(Beginning of DATA TO EXAMINE)

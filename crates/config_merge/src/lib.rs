//! # Config Merge
//!
//! Reconciles a resource's resolved configuration items into the file the
//! game actually reads. Four on-disk formats are supported, selected by
//! [`ContentType`]:
//!
//! * **Raw** - the item key is a zero-based line number
//! * **Json** - a flat object, existing key order and scalar types kept
//! * **Ini** - sections and `key=value` lines, with `(k=v,...)` groups
//! * **Xml** - an element chain under the document root
//!
//! Every write goes through a temp file and a rename. A broken file is
//! reported and skipped; it never stops the rest of a batch.

mod atomic;
pub mod error;
mod ini;
mod json;
mod raw;
mod xml;

pub use error::MergeError;

use std::path::{Path, PathBuf};
use tracing::{debug, info, instrument, warn};
use weaver_types::{ConfigurationItem, ContentType, ResourceSpec, ResourceType};

/// One file to merge and the items to merge into it
#[derive(Debug, Clone)]
pub struct ConfigFile {
    pub content_type: ContentType,
    pub path: PathBuf,
    /// Start from the file on disk instead of an empty document
    pub load_existing: bool,
    pub items: Vec<ConfigurationItem>,
}

impl ConfigFile {
    /// Builds the merge target for a config resource, `None` for other
    /// resource types or when no path is declared for this OS.
    pub fn from_resource(resource: &ResourceSpec, install_dir: &Path) -> Option<Self> {
        if resource.resource_type != ResourceType::Config {
            return None;
        }
        Some(Self {
            content_type: resource.content_type,
            path: resource.resolve_path(install_dir)?,
            load_existing: resource.load_existing,
            items: resource.items.clone(),
        })
    }
}

/// Outcome of merging one file
#[derive(Debug, Clone, PartialEq, Eq)]
pub struct MergeReport {
    pub path: PathBuf,
    /// False when the merged content matched the file already on disk
    pub written: bool,
    /// Items that could not be applied; the rest of the file was still written
    pub item_errors: Vec<String>,
}

#[derive(Debug)]
pub(crate) struct Merged {
    pub contents: String,
    pub item_errors: Vec<String>,
}

/// Merge one file and write it if anything changed.
///
/// The file is read (when it exists), merged with `file.items` in its
/// format, and replaced through a temp file and rename only when the
/// merged text differs from what is on disk.
///
/// # Arguments
///
/// * `file` - the target path, its format and the items to merge
///
/// # Returns
///
/// A [`MergeReport`] listing the items that could not be applied, or a
/// [`MergeError`] when the file could not be read, parsed or written.
///
/// # Example
///
/// ```no_run
/// use config_merge::{apply, ConfigFile};
/// use weaver_types::{ConfigurationItem, ContentType};
///
/// let file = ConfigFile {
///     content_type: ContentType::Ini,
///     path: "server/Game.ini".into(),
///     load_existing: true,
///     items: vec![ConfigurationItem::new("MaxPlayers", "32").with_category("Server")],
/// };
/// let report = apply(&file)?;
/// assert!(report.item_errors.is_empty());
/// # Ok::<(), config_merge::MergeError>(())
/// ```
#[instrument(skip(file), fields(path = %file.path.display(), format = %file.content_type))]
pub fn apply(file: &ConfigFile) -> Result<MergeReport, MergeError> {
    let existing = atomic::read_existing(&file.path)?;
    let existing = existing.as_deref();

    let merged = match file.content_type {
        ContentType::Raw => raw::merge(existing, &file.items, file.load_existing),
        ContentType::Json => json::merge(&file.path, existing, &file.items, file.load_existing)?,
        ContentType::Ini => ini::merge(existing, &file.items, file.load_existing),
        ContentType::Xml => xml::merge(&file.path, existing, &file.items, file.load_existing)?,
    };

    let written = existing != Some(merged.contents.as_str());
    if written {
        atomic::write_atomic(&file.path, merged.contents.as_bytes())?;
        info!("📝 Wrote {} items to {}", file.items.len(), file.path.display());
    } else {
        debug!("{} already up to date", file.path.display());
    }

    for message in &merged.item_errors {
        warn!("{}", message);
    }

    Ok(MergeReport {
        path: file.path.clone(),
        written,
        item_errors: merged.item_errors,
    })
}

/// Merge every file, collecting one message per failed item or file.
///
/// An empty result means everything was applied.
pub fn apply_all(files: &[ConfigFile]) -> Vec<String> {
    let mut failures = Vec::new();
    for file in files {
        match apply(file) {
            Ok(report) => failures.extend(
                report
                    .item_errors
                    .into_iter()
                    .map(|e| format!("{}: {}", report.path.display(), e)),
            ),
            Err(e) => {
                warn!("Config merge failed: {}", e);
                failures.push(e.to_string());
            }
        }
    }
    failures
}

#[cfg(test)]
mod tests {
    use super::*;
    use std::fs;
    use weaver_types::OsPaths;

    fn file(path: PathBuf, content_type: ContentType, items: Vec<ConfigurationItem>) -> ConfigFile {
        ConfigFile {
            content_type,
            path,
            load_existing: true,
            items,
        }
    }

    #[test]
    fn test_raw_write_then_read_back() {
        let dir = tempfile::tempdir().unwrap();
        let path = dir.path().join("server.cfg");
        let items = vec![
            ConfigurationItem::new("0", "hostname \"Weaver\""),
            ConfigurationItem::new("4", "sv_maxplayers 12"),
        ];

        let report = apply(&file(path.clone(), ContentType::Raw, items)).unwrap();
        assert!(report.written);

        let contents = fs::read_to_string(&path).unwrap();
        let lines: Vec<&str> = contents.lines().collect();
        assert_eq!(lines[0], "hostname \"Weaver\"");
        assert_eq!(lines[1..4], ["", "", ""]);
        assert_eq!(lines[4], "sv_maxplayers 12");
    }

    #[test]
    fn test_json_unchanged_is_not_rewritten() {
        let dir = tempfile::tempdir().unwrap();
        let path = dir.path().join("settings.json");
        fs::write(&path, "{\"port\": 2456}").unwrap();

        let report = apply(&file(
            path.clone(),
            ContentType::Json,
            vec![ConfigurationItem::new("port", "2456")],
        ))
        .unwrap();

        assert!(!report.written);
        assert_eq!(fs::read_to_string(&path).unwrap(), "{\"port\": 2456}");
    }

    #[test]
    fn test_apply_all_continues_past_broken_file() {
        let dir = tempfile::tempdir().unwrap();
        let broken = dir.path().join("broken.json");
        fs::write(&broken, "{ not json").unwrap();
        let good = dir.path().join("good.ini");

        let failures = apply_all(&[
            file(broken, ContentType::Json, vec![ConfigurationItem::new("a", "b")]),
            file(
                good.clone(),
                ContentType::Ini,
                vec![ConfigurationItem::new("Port", "1").with_category("Server")],
            ),
        ]);

        assert_eq!(failures.len(), 1);
        assert!(failures[0].contains("broken.json"));
        assert_eq!(fs::read_to_string(&good).unwrap(), "[Server]\nPort=1\n");
    }

    #[test]
    fn test_from_resource_only_for_config() {
        let install_dir = Path::new("/srv/game");
        let mut resource = ResourceSpec {
            name: "cfg".to_string(),
            paths: OsPaths::same("cfg/server.cfg"),
            resource_type: ResourceType::Config,
            content_type: ContentType::Ini,
            startup: false,
            startup_priority: 0,
            arguments: String::new(),
            load_existing: true,
            items: vec![ConfigurationItem::new("a", "b")],
        };

        let target = ConfigFile::from_resource(&resource, install_dir).unwrap();
        assert_eq!(target.path, install_dir.join("cfg/server.cfg"));
        assert_eq!(target.content_type, ContentType::Ini);

        resource.resource_type = ResourceType::Executable;
        assert!(ConfigFile::from_resource(&resource, install_dir).is_none());
    }
}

(End of DATA TO EXAMINE)

• PROBLEM DESCRIPTION:
Find the lines in the entries above where "instrument" occurs, and copy each of them.

• SOLUTION TO THE EXERCISE:
use tracing::{debug, info, instrument, warn};
#[instrument(skip(file), fields(path = %file.path.display(), format = %file.content_type))]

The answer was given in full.